I will have to try some of this at some point. Even if it doesn’t work directly with my own designs, it helps me understand the medium :o)
shelbyvision 03.01.09 at 5:19 pm
Thanks Michael. C’mon in, the water’s warm!
Alex in Welderland 03.02.09 at 11:48 am
I am still amazed by how much work and how much talent goes into your art. The progress pictures are a wonderful tutorial as well. Thank you for sharing! I am fascinated by the process.
Alex
Jerry Fowler 03.02.09 at 2:29 pm
That is righteous! From that one shot I thought you were making a duck not a chicken. What is your horizontal stake holder made from?
shelbyvision 03.02.09 at 2:51 pm
Thank you Jerry. It did have a duckbill for a while, but being a duck was not it’s fate.

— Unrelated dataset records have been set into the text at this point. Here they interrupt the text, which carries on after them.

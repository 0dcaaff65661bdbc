//! Core workflow engine: owns the phase pointer and the vote opening time.

use crate::error::WorkflowError;
use election_types::{Phase, Timestamp};
use serde::{Deserialize, Serialize};

/// Delay between the opening of the vote phase and the first admissible ballot.
pub const VOTE_DELAY_SECS: u64 = 60 * 60;

/// Serializable workflow state.
#[derive(Clone, Copy, Debug, PartialEq, Eq, Serialize, Deserialize)]
pub struct WorkflowState {
    pub phase: Phase,
    /// `EPOCH` until the vote phase begins; never changes afterwards.
    pub vote_opened_at: Timestamp,
}

#[derive(Clone, Debug)]
pub struct WorkflowEngine {
    state: WorkflowState,
}

impl WorkflowEngine {
    pub fn new() -> Self {
        Self {
            state: WorkflowState {
                phase: Phase::RegisterCandidates,
                vote_opened_at: Timestamp::EPOCH,
            },
        }
    }

    pub fn from_state(state: WorkflowState) -> Self {
        Self { state }
    }

    pub fn state(&self) -> WorkflowState {
        self.state
    }

    pub fn phase(&self) -> Phase {
        self.state.phase
    }

    pub fn vote_opened_at(&self) -> Timestamp {
        self.state.vote_opened_at
    }

    /// Move to `requested`, which must be exactly one step after the current phase.
    ///
    /// Re-requesting the current phase, going backwards and skipping ahead are
    /// all sequence violations. `Completed` has no successor, so every call
    /// made once it is reached fails. Entering `Vote` requires `now` to be
    /// after the epoch.
    pub fn advance(&mut self, requested: Phase, now: Timestamp) -> Result<Phase, WorkflowError> {
        let current = self.state.phase;
        if current.next() != Some(requested) {
            return Err(WorkflowError::SequenceViolation { current, requested });
        }
        if requested == Phase::Vote {
            // The epoch marks "not opened yet", so it cannot be an opening time.
            if now.is_epoch() {
                return Err(WorkflowError::OpenedAtEpoch);
            }
            self.state.vote_opened_at = now;
        }
        self.state.phase = requested;
        tracing::debug!(from = %current, to = %requested, "workflow advanced");
        Ok(requested)
    }

    /// Earliest instant a ballot is admissible, or `None` outside the vote phase.
    pub fn can_vote_at(&self) -> Option<Timestamp> {
        (self.state.phase == Phase::Vote)
            .then(|| self.state.vote_opened_at.plus_secs(VOTE_DELAY_SECS))
    }

    /// Whether ballots are admissible at `now`.
    pub fn voting_open_at(&self, now: Timestamp) -> bool {
        self.state.phase == Phase::Vote
            && self.state.vote_opened_at.has_expired(VOTE_DELAY_SECS, now)
    }

    /// Seconds until ballots become admissible; zero outside the vote phase
    /// or once the delay has elapsed.
    pub fn seconds_until_open(&self, now: Timestamp) -> u64 {
        self.can_vote_at()
            .map(|at| at.as_secs().saturating_sub(now.as_secs()))
            .unwrap_or(0)
    }
}

impl Default for WorkflowEngine {
    fn default() -> Self {
        Self::new()
    }
}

The stake holder is two bottom roller brackets from a small bulldozer, something everyone has laying around, I’m sure. The one on the bottom is welded to a piece of 1″ steel rod. It’s plenty strong enough for anything I can do to it. If you enlarge the picture, you can see that there are three nested split steel bushings that I made to allow me to put almost any size rod in there. I also made a piece that lets me use it to hold square rod.
David Huang 03.03.09 at 1:00 pm
Nicely done. Thanks for another great tutorial. Just seeing this reminds me how much fun it is to close up a seem like that. I always enjoyed that part when making spiculums and such.
jason 03.03.09 at 1:10 pm
That’s remarkable! After your first post I was wondering how the metal would buckle with all the initial raising forces. I assumed it would take a number of annealings, but didn’t know it would require six.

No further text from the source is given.